I metodi attraverso il quale diviene presa la decisione possono essere diversi. È importante che il gruppo si renda conto dell'esistenza di differenti metodi e impari a scegliere quello più adatto al compito di cui si sta occupando.

Il secondo ciclo prevede la pianificazione dell'azione, alcuni passi operativi, la  valutazione dei risultati dei passi operativi. Accade spesso che la valutazione dei passi operativi riporta indietro al primo ciclo per una ridefinizione del problema.

Ognuna delle fasi indicate presenta trappole e difficoltà. Il consulente può essere d'aiuto sottolineando le possibili conseguenze per le future azioni del gruppo.

Gestione interpersonale del gruppo. È possibile dividere questo processo in due grandi categorie; il modo in cui il gruppo si crea ed il modo in cui il gruppo cresce e sviluppa i propri modelli di relazione interna.

Ad esempio è rilevante il modo in cui avviene l'ingresso dei membri. L'ingresso provoca problemi interpersonali, specie di tipo emozionale: impone scelte di ruolo, modifiche nella distribuzione del potere e dell'influenza. Il grado di accettazione e la costruzione di familiarità sono problemi che vanno in ogni caso affrontati.

Il gruppo ha successivamente bisogno di essere rafforzato al fine di sviluppare livelli superiori d'attività. Occorre impegno per migliorare o, non di rado, restaurare relazioni danneggiate.

Tra le funzioni principali di rafforzamento citiamo: l'armonizzazione, il compromesso, il sostegno, l'incoraggiamento, la diagnosi, la definizione di criteri di giudizio, l'espressione del giudizio.

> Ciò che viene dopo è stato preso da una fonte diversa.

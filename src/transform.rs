//! Formula transformations: NNF, CNF, restriction and CNF simplification.

use std::collections::{BTreeSet, HashMap};

use log::debug;

use crate::formula::{Formula, FormulaFactory, FormulaKind};
use crate::types::Lit;

impl FormulaFactory {
    /// Negation normal form: negations only on literals, no implications or equivalences.
    pub fn nnf(&self, f: Formula) -> Formula {
        let mut cache = HashMap::new();
        self.nnf_(f, true, &mut cache)
    }

    fn nnf_(&self, f: Formula, polarity: bool, cache: &mut HashMap<(Formula, bool), Formula>) -> Formula {
        if let Some(&res) = cache.get(&(f, polarity)) {
            return res;
        }

        let res = match self.kind(f) {
            FormulaKind::False | FormulaKind::True | FormulaKind::Lit(_) => {
                if polarity {
                    f
                } else {
                    self.not(f)
                }
            }
            FormulaKind::Not(g) => self.nnf_(g, !polarity, cache),
            FormulaKind::And(ops) => {
                let ops: Vec<Formula> = ops.iter().map(|&op| self.nnf_(op, polarity, cache)).collect();
                if polarity {
                    self.and(ops)
                } else {
                    self.or(ops)
                }
            }
            FormulaKind::Or(ops) => {
                let ops: Vec<Formula> = ops.iter().map(|&op| self.nnf_(op, polarity, cache)).collect();
                if polarity {
                    self.or(ops)
                } else {
                    self.and(ops)
                }
            }
            FormulaKind::Implies(a, b) => {
                if polarity {
                    let x = self.nnf_(a, false, cache);
                    let y = self.nnf_(b, true, cache);
                    self.or([x, y])
                } else {
                    let x = self.nnf_(a, true, cache);
                    let y = self.nnf_(b, false, cache);
                    self.and([x, y])
                }
            }
            FormulaKind::Equiv(a, b) => {
                let pos_a = self.nnf_(a, true, cache);
                let neg_a = self.nnf_(a, false, cache);
                let pos_b = self.nnf_(b, true, cache);
                let neg_b = self.nnf_(b, false, cache);
                if polarity {
                    let x = self.or([neg_a, pos_b]);
                    let y = self.or([pos_a, neg_b]);
                    self.and([x, y])
                } else {
                    let x = self.or([pos_a, pos_b]);
                    let y = self.or([neg_a, neg_b]);
                    self.and([x, y])
                }
            }
        };

        cache.insert((f, polarity), res);
        res
    }

    /// Conjunctive normal form by distribution.
    ///
    /// No auxiliary variables are introduced, so the result is equivalent to
    /// `f` (and may be exponentially larger).
    pub fn cnf(&self, f: Formula) -> Formula {
        if self.is_cnf(f) {
            return f;
        }
        let nnf = self.nnf(f);
        let mut cache = HashMap::new();
        let res = self.cnf_(nnf, &mut cache);
        debug!(
            "cnf: {} nodes -> {} nodes",
            self.node_count(f),
            self.node_count(res)
        );
        res
    }

    fn cnf_(&self, f: Formula, cache: &mut HashMap<Formula, Formula>) -> Formula {
        if let Some(&res) = cache.get(&f) {
            return res;
        }
        let res = match self.kind(f) {
            FormulaKind::And(ops) => {
                let ops: Vec<Formula> = ops.iter().map(|&op| self.cnf_(op, cache)).collect();
                self.and(ops)
            }
            FormulaKind::Or(ops) => {
                let mut acc = Formula::FALSE;
                for &op in ops.iter() {
                    let op = self.cnf_(op, cache);
                    acc = self.distribute(acc, op);
                }
                acc
            }
            _ => f,
        };
        cache.insert(f, res);
        res
    }

    /// Disjunction of two CNFs, as a CNF.
    fn distribute(&self, f: Formula, g: Formula) -> Formula {
        let fs = self.conjuncts(f);
        let gs = self.conjuncts(g);
        let mut clauses = Vec::with_capacity(fs.len() * gs.len());
        for &c in &fs {
            for &d in &gs {
                clauses.push(self.or([c, d]));
            }
        }
        self.and(clauses)
    }

    fn conjuncts(&self, f: Formula) -> Vec<Formula> {
        match self.kind(f) {
            FormulaKind::And(ops) => ops.to_vec(),
            _ => vec![f],
        }
    }

    /// Substitutes the given literals by `True` (and their complements by `False`).
    pub fn restrict(&self, f: Formula, lits: &BTreeSet<Lit>) -> Formula {
        let mut cache = HashMap::new();
        self.restrict_(f, lits, &mut cache)
    }

    fn restrict_(&self, f: Formula, lits: &BTreeSet<Lit>, cache: &mut HashMap<Formula, Formula>) -> Formula {
        if let Some(&res) = cache.get(&f) {
            return res;
        }
        let res = match self.kind(f) {
            FormulaKind::False | FormulaKind::True => f,
            FormulaKind::Lit(l) => {
                if lits.contains(&l) {
                    Formula::TRUE
                } else if lits.contains(&-l) {
                    Formula::FALSE
                } else {
                    f
                }
            }
            FormulaKind::Not(g) => {
                let g = self.restrict_(g, lits, cache);
                self.not(g)
            }
            FormulaKind::And(ops) => {
                let ops: Vec<Formula> = ops.iter().map(|&op| self.restrict_(op, lits, cache)).collect();
                self.and(ops)
            }
            FormulaKind::Or(ops) => {
                let ops: Vec<Formula> = ops.iter().map(|&op| self.restrict_(op, lits, cache)).collect();
                self.or(ops)
            }
            FormulaKind::Implies(a, b) => {
                let a = self.restrict_(a, lits, cache);
                let b = self.restrict_(b, lits, cache);
                self.implies(a, b)
            }
            FormulaKind::Equiv(a, b) => {
                let a = self.restrict_(a, lits, cache);
                let b = self.restrict_(b, lits, cache);
                self.equiv(a, b)
            }
        };
        cache.insert(f, res);
        res
    }

    /// Removes every clause of a CNF that is a superset of another clause.
    ///
    /// Of several clauses with the same literals only the first is kept.
    /// The surviving clauses keep their original order.
    pub fn subsumption(&self, cnf: Formula) -> Formula {
        assert!(
            self.is_cnf(cnf),
            "Subsumption is only defined for CNF formulas"
        );
        let ops = match self.kind(cnf) {
            FormulaKind::And(ops) => ops,
            _ => return cnf,
        };

        let sets: Vec<BTreeSet<Lit>> = ops
            .iter()
            .map(|&op| self.clause_literals(op).into_iter().collect())
            .collect();
        let mut by_size: Vec<usize> = (0..sets.len()).collect();
        by_size.sort_by_key(|&i| sets[i].len());

        let mut kept: Vec<usize> = Vec::new();
        let mut keep = vec![false; sets.len()];
        for i in by_size {
            if kept.iter().any(|&k| sets[k].is_subset(&sets[i])) {
                continue;
            }
            kept.push(i);
            keep[i] = true;
        }

        debug!("subsumption: {} of {} clauses kept", kept.len(), sets.len());
        self.and(
            ops.iter()
                .zip(keep)
                .filter_map(|(&op, k)| k.then_some(op)),
        )
    }

    /// Fixes the backbone of a CNF.
    ///
    /// Returns `False` if the CNF is unsatisfiable, otherwise the conjunction of
    /// the backbone literals and the CNF restricted by them.
    pub fn backbone_simplification(&self, cnf: Formula) -> Formula {
        match self.backbone(cnf) {
            None => Formula::FALSE,
            Some(backbone) => {
                let restricted = self.restrict(cnf, &backbone.literals);
                let mut ops: Vec<Formula> = backbone.literals.iter().map(|&l| self.lit(l)).collect();
                ops.push(restricted);
                self.and(ops)
            }
        }
    }
}

#[cfg(test)]
mod tests {
    use test_log::test;

    use super::*;
    use crate::formula::Assignment;
    use crate::types::Var;

    /// Checks that `f` and `g` agree on all assignments of the given variables.
    fn assert_equivalent(f: &FormulaFactory, x: Formula, y: Formula, vars: &[Var]) {
        for bits in 0..(1u32 << vars.len()) {
            let assignment: Assignment = vars
                .iter()
                .enumerate()
                .map(|(i, v)| v.lit(bits & (1 << i) != 0))
                .collect();
            assert_eq!(
                f.evaluate(x, &assignment),
                f.evaluate(y, &assignment),
                "{} and {} differ",
                f.display(x),
                f.display(y)
            );
        }
    }

    #[test]
    fn test_nnf() {
        let f = FormulaFactory::new();
        let a = f.var("a");
        let b = f.var("b");
        let c = f.var("c");
        let x = f.not(f.and([a, f.implies(b, c)]));
        let nnf = f.nnf(x);
        assert!(f.is_nnf(nnf));
        assert_eq!(f.display(nnf).to_string(), "~a | b & ~c");
        let vars: Vec<Var> = f.variables(x).iter().copied().collect();
        assert_equivalent(&f, x, nnf, &vars);
    }

    #[test]
    fn test_nnf_equiv() {
        let f = FormulaFactory::new();
        let a = f.var("a");
        let b = f.var("b");
        let x = f.equiv(a, b);
        assert_eq!(f.display(f.nnf(x)).to_string(), "(~a | b) & (a | ~b)");
        let y = f.not(x);
        assert_eq!(f.display(f.nnf(y)).to_string(), "(a | b) & (~a | ~b)");
    }

    #[test]
    fn test_cnf() {
        let f = FormulaFactory::new();
        let a = f.var("a");
        let b = f.var("b");
        let c = f.var("c");
        let d = f.var("d");
        let x = f.or([f.and([a, b]), f.and([c, d])]);
        let cnf = f.cnf(x);
        assert!(f.is_cnf(cnf));
        assert_eq!(f.operands(cnf).len(), 4);
        let vars: Vec<Var> = f.variables(x).iter().copied().collect();
        assert_equivalent(&f, x, cnf, &vars);

        let y = f.equiv(a, f.equiv(b, c));
        let cnf = f.cnf(y);
        assert!(f.is_cnf(cnf));
        assert_eq!(*f.variables(cnf), *f.variables(y));
        let vars: Vec<Var> = f.variables(y).iter().copied().collect();
        assert_equivalent(&f, y, cnf, &vars);
    }

    #[test]
    fn test_cnf_tautology() {
        let f = FormulaFactory::new();
        let a = f.var("a");
        let b = f.var("b");
        let x = f.or([f.and([a, b]), f.not(a), f.not(b)]);
        assert_eq!(f.cnf(x), Formula::TRUE);
    }

    #[test]
    fn test_restrict() {
        let f = FormulaFactory::new();
        let a = f.var("a");
        let b = f.var("b");
        let c = f.var("c");
        let x = f.and([f.or([a, b]), f.or([f.not(a), c])]);
        let lits = BTreeSet::from([f.variable("a").pos()]);
        assert_eq!(f.restrict(x, &lits), c);
        let lits = BTreeSet::from([f.variable("a").neg()]);
        assert_eq!(f.restrict(x, &lits), b);
    }

    #[test]
    fn test_subsumption() {
        let f = FormulaFactory::new();
        let a = f.var("a");
        let b = f.var("b");
        let c = f.var("c");
        let ab = f.or([a, b]);
        let abc = f.or([a, b, c]);
        let ba = f.or([b, a]);
        let nc = f.not(c);
        let cnf = f.and([abc, ab, nc, ba]);
        assert_eq!(f.subsumption(cnf), f.and([ab, nc]));
    }

    #[test]
    fn test_backbone_simplification() {
        let f = FormulaFactory::new();
        let a = f.var("a");
        let b = f.var("b");
        let c = f.var("c");
        let cnf = f.and([f.or([a, b]), f.not(b), f.or([f.not(a), b, c])]);
        // Backbone: a, ~b, c.
        let simplified = f.backbone_simplification(cnf);
        assert_eq!(simplified, f.and([a, f.not(b), c]));

        let unsat = f.and([a, f.not(a)]);
        assert_eq!(unsat, Formula::FALSE);
        let unsat = f.and([f.or([a, b]), f.not(a), f.not(b)]);
        assert_eq!(f.backbone_simplification(unsat), Formula::FALSE);
    }
}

Mentre il gruppo lavora, impara a collaborare: elabora assunti comuni, genera la propria “cultura”. Il consulente dovrebbe intervenire nei fatti interpersonali del gruppo,solo in presenza di chiare prove di situazioni che mettono in dubbio l'efficienza del gruppo e la disponibilità del gruppo stesso ad affrontare (da solo) le questioni che lo riguardano.

Il dialogo,è lo strumento attraverso il quale il gruppo può raggiungere un grado di consapevolezza e creatività superiore, grazie alla creazione di una serie di significati condivisi e di un  processo di pensiero comune.

Il dialogo, infatti, è una forma di comunicazione che rende possibile la creazione di un clima adatto ad un migliore apprendimento. A  volte risulta  l'unica via per la soluzione dei conflitti interpersonali derivanti da assunti impliciti differenti. Il dialogo inizia con l'ascolto di se stessi e si basa sul presupposto che solo se prenderemo maggiore coscienza del nostro processo cogitativo potremo meglio apprezzare la comprensione, riuscendo a costruire (con gli altri) un modo comune d'intendere.

È utile che il consulente ed il cliente analizzino la natura della loro comunicazione, al fine di capire meglio le dinamiche della conversazione e migliorarne la tecnica.

Schein ci parla anche degli argomenti squisitamente pratici che il consulente, nel proprio lavoro, deve comunque affrontare. Pensiamo al primo  contatto con il cliente; all'avvio della relazione, alla scelta ed alla costruzione del setting più appropriato, all'individuazione del  metodo di lavoro più consono ai principi e valori della PC.

Sebbene anche questi aspetti siano importanti, tuttavia il principale  obiettivo del libro rimane aiutare il consulente ad  imparare a vedere la situazione in termini di relazione in cui sia possibile dare aiuto. Insomma, gli argomenti illustrati  nel libro sono principalmente orientati a sviluppare nel consulente capacità e  attitudini mentali necessarie a costruire e mantenere un'efficace relazione d'aiuto.            



[1] Edgar H. Schein, Process Consultation Revisited. Building the Helping Relationship, Addison-Wesley, 1998.